DIRECTIONS.
Below is a listing. Copy each line of it that holds the word "with".

DATA RECORDS.
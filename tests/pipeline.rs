// End-to-end run over small panel and covariate fixtures

#[cfg(test)]
mod tests {
    use county_panel::models::{Config, OutputFiles};
    use county_panel::pipeline;
    use std::collections::HashSet;
    use std::fs;
    use std::path::Path;
    use tempfile::{tempdir, TempDir};

    const PANEL: &str = "\
fips,stfips,cofips,year,chc_year_exp,exp2,amr,amr_eld,notes
1001,1,1,1958-01-01,1968,,1000,1000,outside
1001,1,1,1960-01-01,1968,,10,100,a
1001,1,1,1961-01-01,1968,,20,200,b
1001,1,1,1970-01-01,1968,,99,990,transition
1001,1,1,1976-01-01,1968,1,30,300,c
1001,1,1,1985-01-01,1968,1,1000,1000,outside
1003,1,3,1962-01-01,,,5,50,
1003,1,3,1977-01-01,,1,6,60,
1005,1,5,1960-01-01,1979,,7,70,
1005,1,5,1978-01-01,1979,0,8,80,late
2001,2,1,1963-01-01,,,9,90,
2001,2,1,1979-01-01,,1,11,,
";

    const COVARIATES: &str = "\
stfips,cofips,_urban,rural
1,1,5,0.2
1,3,,0.4
1,5,7,0.1
";

    fn setup() -> (TempDir, Config) {
        let tmp = tempdir().unwrap();
        let panel = tmp.path().join("panel.csv");
        let covariates = tmp.path().join("ps.csv");
        fs::write(&panel, PANEL).unwrap();
        fs::write(&covariates, COVARIATES).unwrap();

        let config = Config {
            panel_file: panel.display().to_string(),
            covariate_file: covariates.display().to_string(),
            output_directory: Some(tmp.path().join("out").display().to_string()),
            aggregate_columns: vec!["amr".to_string(), "amr_eld".to_string()],
            outcome_columns: vec!["amr".to_string(), "amr_eld".to_string()],
            covariate_columns: vec!["_urban".to_string(), "rural".to_string()],
            strict_sanity_check: true,
            outputs: OutputFiles::default(),
        };
        (tmp, config)
    }

    struct Table {
        headers: Vec<String>,
        rows: Vec<Vec<String>>,
    }

    impl Table {
        fn read(path: &Path) -> Self {
            let mut reader = csv::Reader::from_path(path).unwrap();
            let headers = reader.headers().unwrap().iter().map(String::from).collect();
            let rows = reader
                .records()
                .map(|r| r.unwrap().iter().map(String::from).collect())
                .collect();
            Self { headers, rows }
        }

        fn column(&self, name: &str) -> Vec<&str> {
            let i = self.headers.iter().position(|h| h == name).unwrap();
            self.rows.iter().map(|r| r[i].as_str()).collect()
        }

        fn find(&self, fips: &str, period: &str) -> Option<&Vec<String>> {
            let f = self.headers.iter().position(|h| h == "fips").unwrap();
            let p = self.headers.iter().position(|h| h == "period").unwrap();
            self.rows.iter().find(|r| r[f] == fips && r[p] == period)
        }

        fn value(&self, fips: &str, period: &str, column: &str) -> String {
            let i = self.headers.iter().position(|h| h == column).unwrap();
            self.find(fips, period).unwrap()[i].clone()
        }
    }

    #[test]
    fn test_panel_output() {
        let (tmp, config) = setup();
        let summary = pipeline::run(&config).unwrap();
        let out = tmp.path().join("out");

        let panel = Table::read(&out.join(&config.outputs.panel));
        assert_eq!(
            panel.headers,
            vec![
                "fips", "stfips", "cofips", "year", "cyear", "treatment", "change", "period",
                "amr_agg", "amr_eld_agg"
            ]
        );
        assert_eq!(panel.rows.len(), 6);
        assert_eq!(summary.panel_rows, 6);
        assert_eq!(summary.excluded_units, 1);

        // only pre and post survive, one row per unit and period
        assert!(panel.column("period").iter().all(|p| *p == "0" || *p == "1"));
        let keys: HashSet<(&str, &str)> = panel
            .column("fips")
            .into_iter()
            .zip(panel.column("period"))
            .collect();
        assert_eq!(keys.len(), panel.rows.len());

        // late-exposed unit is gone with all of its years
        assert!(!panel.column("fips").contains(&"1005"));

        assert_eq!(panel.value("1001", "0", "amr_agg"), "15");
        assert_eq!(panel.value("1001", "1", "amr_agg"), "30");
        assert_eq!(panel.value("1001", "0", "cyear"), "1960");
        assert_eq!(panel.value("1001", "0", "treatment"), "0");
        assert_eq!(panel.value("1001", "1", "treatment"), "1");
        assert_eq!(panel.value("2001", "1", "amr_eld_agg"), "");

        let nulls = fs::read_to_string(out.join(&config.outputs.panel_nulls)).unwrap();
        assert!(nulls.contains("amr_eld_agg,1\n"));
        assert!(nulls.contains("amr_agg,0\n"));
    }

    #[test]
    fn test_clean_outputs() {
        let (tmp, config) = setup();
        let summary = pipeline::run(&config).unwrap();
        let out = tmp.path().join("out");

        let clean = Table::read(&out.join(&config.outputs.clean));
        assert_eq!(clean.headers.len(), 13);
        assert_eq!(&clean.headers[10..], &["urban", "rural", "treated"]);
        assert_eq!(clean.rows.len(), 5);
        assert_eq!(summary.clean_rows, 5);
        assert!(clean.find("2001", "1").is_none());
        assert!(!clean.column("fips").contains(&"1005"));

        // ever-treated unit is treated in both periods
        assert_eq!(clean.value("1001", "0", "treated"), "1");
        assert_eq!(clean.value("1001", "1", "treated"), "1");
        assert_eq!(clean.value("1003", "0", "treated"), "0");
        assert_eq!(summary.treated_change_sum, 0.0);

        // state mean fill, and a state with no values stays missing
        assert_eq!(clean.value("1003", "0", "urban"), "5");
        assert_eq!(clean.value("1003", "1", "rural"), "0.4");
        assert_eq!(clean.value("2001", "0", "urban"), "");
        assert_eq!(summary.unmatched_rows, 2);

        let ultra = Table::read(&out.join(&config.outputs.ultra_clean));
        assert_eq!(ultra.headers, clean.headers);
        assert_eq!(ultra.rows.len(), 4);
        assert_eq!(summary.ultra_clean_rows, 4);
        assert!(!ultra.column("fips").contains(&"2001"));

        let formula = fs::read_to_string(out.join(&config.outputs.formula)).unwrap();
        assert_eq!(formula.trim(), "urban + rural");
        assert_eq!(summary.formula, "urban + rural");
    }

    #[test]
    fn test_adoption_output() {
        let (tmp, config) = setup();
        let summary = pipeline::run(&config).unwrap();

        let adoption = Table::read(&tmp.path().join("out").join(&config.outputs.adoption));
        assert_eq!(adoption.rows.len(), summary.adoption.len());
        let years = adoption.column("cyear");
        assert!(years.windows(2).all(|w| w[0] < w[1]));

        // 1001 switches in 1970; first row of each unit counts as no change
        let switched: f64 = summary.adoption.iter().map(|y| y.switched).sum();
        assert_eq!(switched, 1.0);
        let y1970 = summary.adoption.iter().find(|y| y.cyear == 1970).unwrap();
        assert_eq!(y1970.units, 1);
        assert_eq!(y1970.fraction, 1.0);
        assert_eq!(summary.adoption.last().unwrap().cumulative, 1.0);
    }

    #[test]
    fn test_missing_declared_column_fails() {
        let (_tmp, mut config) = setup();
        config.aggregate_columns.push("copop".to_string());
        let err = pipeline::run(&config).unwrap_err();
        assert!(format!("{:#}", err).contains("copop"));
    }

    #[test]
    fn test_invalid_config_fails_before_reading() {
        let (_tmp, mut config) = setup();
        config.panel_file = "does-not-exist.csv".to_string();
        config.outcome_columns = vec!["copop".to_string()];
        let err = pipeline::run(&config).unwrap_err();
        assert!(format!("{:#}", err).contains("invalid configuration"));
    }
}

OUTPUT OF THE TASK.
        // late-exposed unit is gone with all of its years
        // state mean fill, and a state with no values stays missing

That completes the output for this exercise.